Oh you dont mean a study shows it causes it, only that an individual happened to get some sort of brain damage indirectly where a vaccine was implicated. Thats a bit different and not in line with the origina claim.
@freemo @icedquinn @Hyolobrika @NEETzsche @mkljczk @ducheng @torresjrjr
>"don't have the case number on hand. they paid damages though."
I see. A jury of their peers said so.
That's what they mean by "peer reviewed " -- 12 randomly selected people who weren't smart enough to get out of jury duty.
@Pat >That’s what they mean by “peer reviewed “ – 12 randomly selected people who weren’t smart enough to get out of jury duty.
Reminds me of academia. It’s a handful of people who weren’t smart enough to make it in the private sector.
@freemo @icedquinn @Hyolobrika @mkljczk @ducheng @torresjrjr
Not my experience at all. I routinely try to hire experts from academia who have dont impressive work. More often then not they refuse because they arent in it for the money.
Me and my nearly 20K followers would suggest otherwise... but hey im sure those 10 followers of yours wait to hear what you have to say with baited breath.
@icedquinn @Hyolobrika @NEETzsche @mkljczk @ducheng @Pat @torresjrjr
Awww how cute, you think you are an adult now... Have fun you two playing make believe.
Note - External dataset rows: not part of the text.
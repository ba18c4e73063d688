//! Cell types and per-cell parameter vectors.
//!
//! Two analog neuron models are supported (leaky integrate-and-fire and
//! adaptive exponential, both with conductance-based exponential synapses)
//! plus two spike-source types that exist only as event producers. Each
//! population holds one parameter set per cell; the enum keeps the vectors
//! typed so that a mapping stage asking for, say, `v_reset` of a spike
//! source is a handled error instead of a silent default.

use serde::{Deserialize, Serialize};

use crate::error::{BioError, Result};

/// The supported cell types.
#[derive(Debug, Clone, Copy, PartialEq, Eq, Hash, Serialize, Deserialize)]
pub enum CellType {
    /// Leaky integrate-and-fire with conductance-based exponential synapses.
    IfCondExp,
    /// Adaptive exponential integrate-and-fire (spike-frequency adaptation
    /// and sub-threshold adaptation), conductance-based synapses.
    EifCondExpIsfaIsta,
    /// External source replaying a fixed spike train.
    SpikeSourceArray,
    /// External Poisson spike source.
    SpikeSourcePoisson,
}

impl CellType {
    /// Whether populations of this type are external event sources (no
    /// denmems are allocated for them).
    #[must_use]
    pub const fn is_source(self) -> bool {
        matches!(self, Self::SpikeSourceArray | Self::SpikeSourcePoisson)
    }
}

impl std::fmt::Display for CellType {
    fn fmt(&self, f: &mut std::fmt::Formatter<'_>) -> std::fmt::Result {
        let name = match self {
            Self::IfCondExp => "IF_cond_exp",
            Self::EifCondExpIsfaIsta => "EIF_cond_exp_isfa_ista",
            Self::SpikeSourceArray => "SpikeSourceArray",
            Self::SpikeSourcePoisson => "SpikeSourcePoisson",
        };
        f.write_str(name)
    }
}

/// Synaptic input class of a projection.
#[derive(Debug, Clone, Copy, PartialEq, Eq, PartialOrd, Ord, Hash, Serialize, Deserialize)]
pub enum SynapseType {
    /// Excitatory input (reversal potential `e_rev_e`).
    Excitatory,
    /// Inhibitory input (reversal potential `e_rev_i`).
    Inhibitory,
}

/// Parameters of one leaky integrate-and-fire cell. Voltages in mV, times
/// in ms, capacitance in nF, rates via the projections.
#[derive(Debug, Clone, PartialEq, Serialize, Deserialize)]
pub struct LifParameters {
    /// Resting potential.
    pub v_rest: f64,
    /// Reset potential after a spike.
    pub v_reset: f64,
    /// Firing threshold.
    pub v_thresh: f64,
    /// Membrane capacitance in nF.
    pub cm: f64,
    /// Membrane time constant in ms.
    pub tau_m: f64,
    /// Refractory period in ms.
    pub tau_refrac: f64,
    /// Excitatory synaptic time constant in ms.
    pub tau_syn_e: f64,
    /// Inhibitory synaptic time constant in ms.
    pub tau_syn_i: f64,
    /// Excitatory reversal potential.
    pub e_rev_e: f64,
    /// Inhibitory reversal potential.
    pub e_rev_i: f64,
}

impl Default for LifParameters {
    fn default() -> Self {
        Self {
            v_rest: -65.0,
            v_reset: -65.0,
            v_thresh: -50.0,
            cm: 1.0,
            tau_m: 20.0,
            tau_refrac: 0.1,
            tau_syn_e: 5.0,
            tau_syn_i: 5.0,
            e_rev_e: 0.0,
            e_rev_i: -70.0,
        }
    }
}

/// Parameters of one adaptive exponential integrate-and-fire cell.
#[derive(Debug, Clone, PartialEq, Serialize, Deserialize)]
pub struct AdexParameters {
    /// The embedded leaky integrate-and-fire parameters.
    #[serde(flatten)]
    pub lif: LifParameters,
    /// Sub-threshold adaptation conductance in nS.
    pub a: f64,
    /// Spike-triggered adaptation increment in nA.
    pub b: f64,
    /// Slope factor of the exponential term in mV.
    pub delta_t: f64,
    /// Adaptation time constant in ms.
    pub tau_w: f64,
    /// Spike detection voltage.
    pub v_spike: f64,
}

impl Default for AdexParameters {
    fn default() -> Self {
        Self {
            lif: LifParameters::default(),
            a: 4.0,
            b: 0.0805,
            delta_t: 2.0,
            tau_w: 144.0,
            v_spike: -40.0,
        }
    }
}

/// Parameters of one spike-source-array cell: its replayed spike train.
#[derive(Debug, Clone, Default, PartialEq, Serialize, Deserialize)]
pub struct SpikeSourceParameters {
    /// Spike times in seconds of biological time, ascending.
    pub spike_times: Vec<f64>,
}

/// Parameters of one Poisson spike source.
#[derive(Debug, Clone, PartialEq, Serialize, Deserialize)]
pub struct PoissonSourceParameters {
    /// Mean rate in Hz of biological time.
    pub rate: f64,
    /// Start of the active window in seconds.
    pub start: f64,
    /// Duration of the active window in seconds.
    pub duration: f64,
}

impl Default for PoissonSourceParameters {
    fn default() -> Self {
        Self { rate: 10.0, start: 0.0, duration: 1.0 }
    }
}

/// The typed per-cell parameter vector of a population.
#[derive(Debug, Clone, PartialEq, Serialize, Deserialize)]
pub enum CellParameters {
    /// One parameter set per `IF_cond_exp` cell.
    IfCondExp(Vec<LifParameters>),
    /// One parameter set per `EIF_cond_exp_isfa_ista` cell.
    EifCondExpIsfaIsta(Vec<AdexParameters>),
    /// One spike train per source cell.
    SpikeSourceArray(Vec<SpikeSourceParameters>),
    /// One rate description per source cell.
    SpikeSourcePoisson(Vec<PoissonSourceParameters>),
}

impl CellParameters {
    /// The cell type these parameters describe.
    #[must_use]
    pub const fn cell_type(&self) -> CellType {
        match self {
            Self::IfCondExp(_) => CellType::IfCondExp,
            Self::EifCondExpIsfaIsta(_) => CellType::EifCondExpIsfaIsta,
            Self::SpikeSourceArray(_) => CellType::SpikeSourceArray,
            Self::SpikeSourcePoisson(_) => CellType::SpikeSourcePoisson,
        }
    }

    /// Number of parameter sets held.
    #[must_use]
    pub fn len(&self) -> usize {
        match self {
            Self::IfCondExp(v) => v.len(),
            Self::EifCondExpIsfaIsta(v) => v.len(),
            Self::SpikeSourceArray(v) => v.len(),
            Self::SpikeSourcePoisson(v) => v.len(),
        }
    }

    /// Whether no parameter sets are held.
    #[must_use]
    pub fn is_empty(&self) -> bool {
        self.len() == 0
    }

    /// Reset potential of cell `index`, in mV. Defined for the analog cell
    /// types only.
    ///
    /// # Errors
    ///
    /// [`BioError::UnsupportedCellType`] for spike sources.
    pub fn v_reset(&self, index: usize) -> Result<f64> {
        match self {
            Self::IfCondExp(v) => Ok(v[index].v_reset),
            Self::EifCondExpIsfaIsta(v) => Ok(v[index].lif.v_reset),
            other => Err(BioError::unsupported(other.cell_type())),
        }
    }

    /// Membrane capacitance of cell `index`, in nF.
    ///
    /// # Errors
    ///
    /// [`BioError::UnsupportedCellType`] for spike sources.
    pub fn cm(&self, index: usize) -> Result<f64> {
        match self {
            Self::IfCondExp(v) => Ok(v[index].cm),
            Self::EifCondExpIsfaIsta(v) => Ok(v[index].lif.cm),
            other => Err(BioError::unsupported(other.cell_type())),
        }
    }

    /// The synapse input classes cell `index` needs, in the order rows are
    /// assigned to them. Conductance-based cells need one excitatory and
    /// one inhibitory input.
    ///
    /// # Errors
    ///
    /// [`BioError::UnsupportedCellType`] for spike sources (they receive
    /// no synapses).
    pub fn synapse_targets(&self, _index: usize) -> Result<Vec<SynapseType>> {
        match self {
            Self::IfCondExp(_) | Self::EifCondExpIsfaIsta(_) => {
                Ok(vec![SynapseType::Excitatory, SynapseType::Inhibitory])
            }
            other => Err(BioError::unsupported(other.cell_type())),
        }
    }

    /// Estimated hardware-time firing rate of source cell `index`, in Hz.
    ///
    /// The wafer runs `speedup` times faster than biology, so a source
    /// firing at rate `r` in biological time loads the event network with
    /// `r · speedup` events per hardware second.
    ///
    /// # Errors
    ///
    /// [`BioError::UnsupportedCellType`] for non-source cells.
    pub fn estimated_hw_rate(&self, index: usize, speedup: f64) -> Result<f64> {
        match self {
            Self::SpikeSourceArray(v) => {
                let spikes = &v[index].spike_times;
                if spikes.len() < 2 {
                    return Ok(0.0);
                }
                let window = spikes.last().unwrap() - spikes.first().unwrap();
                if window <= 0.0 {
                    return Ok(0.0);
                }
                #[allow(clippy::cast_precision_loss)]
                Ok((spikes.len() - 1) as f64 / window * speedup)
            }
            Self::SpikeSourcePoisson(v) => Ok(v[index].rate * speedup),
            other => Err(BioError::unsupported(other.cell_type())),
        }
    }
}

#[cfg(test)]
mod tests {
    use super::*;

    #[test]
    fn source_types_are_flagged() {
        assert!(CellType::SpikeSourceArray.is_source());
        assert!(CellType::SpikeSourcePoisson.is_source());
        assert!(!CellType::IfCondExp.is_source());
        assert!(!CellType::EifCondExpIsfaIsta.is_source());
    }

    #[test]
    fn v_reset_rejects_sources() {
        let params = CellParameters::SpikeSourcePoisson(vec![PoissonSourceParameters::default()]);
        assert_eq!(
            params.v_reset(0),
            Err(BioError::UnsupportedCellType { cell_type: CellType::SpikeSourcePoisson })
        );
    }

    #[test]
    fn array_rate_estimate_scales_with_speedup() {
        // 11 spikes over 1 s of biological time: 10 Hz.
        let times: Vec<f64> = (0..11).map(|i| f64::from(i) * 0.1).collect();
        let params =
            CellParameters::SpikeSourceArray(vec![SpikeSourceParameters { spike_times: times }]);
        let rate = params.estimated_hw_rate(0, 1.0e4).unwrap();
        assert!((rate - 10.0 * 1.0e4).abs() < 1e-6);
    }

    #[test]
    fn poisson_rate_estimate() {
        let params = CellParameters::SpikeSourcePoisson(vec![PoissonSourceParameters {
            rate: 100.0,
            ..PoissonSourceParameters::default()
        }]);
        assert!((params.estimated_hw_rate(0, 1.0e4).unwrap() - 1.0e6).abs() < 1e-9);
    }
}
@icedquinn @Hyolobrika @duke @mkljczk @ducheng @Pat @torresjrjr
@freemo You said that, and I’m quoting, “blocking people and exiting the conversation simply means you have no value to bring and that their time is better spent elsewhere.” @duke blocked you. Therefore, you have no value to bring and that his time is better spent elsewhere. Basically, you’re wrong.
So.
You lost this argument, per your own standards. That’s decided. Would you like to retract this claim and issue an apology so that it can’t be used to summarily dismiss your positions in future conversations with prejudice?
@NEETzsche
Having no value to bring is not the same as being wrong. I admit, and dont particularly care, that he perceives me as having no value. To him.
@icedquinn @duke @mkljczk @ducheng @Pat @torresjrjr
@torresjrjr
I'd be against this as well, but being optional I would personally give it a pass from a "do i want to host this software" standpoint.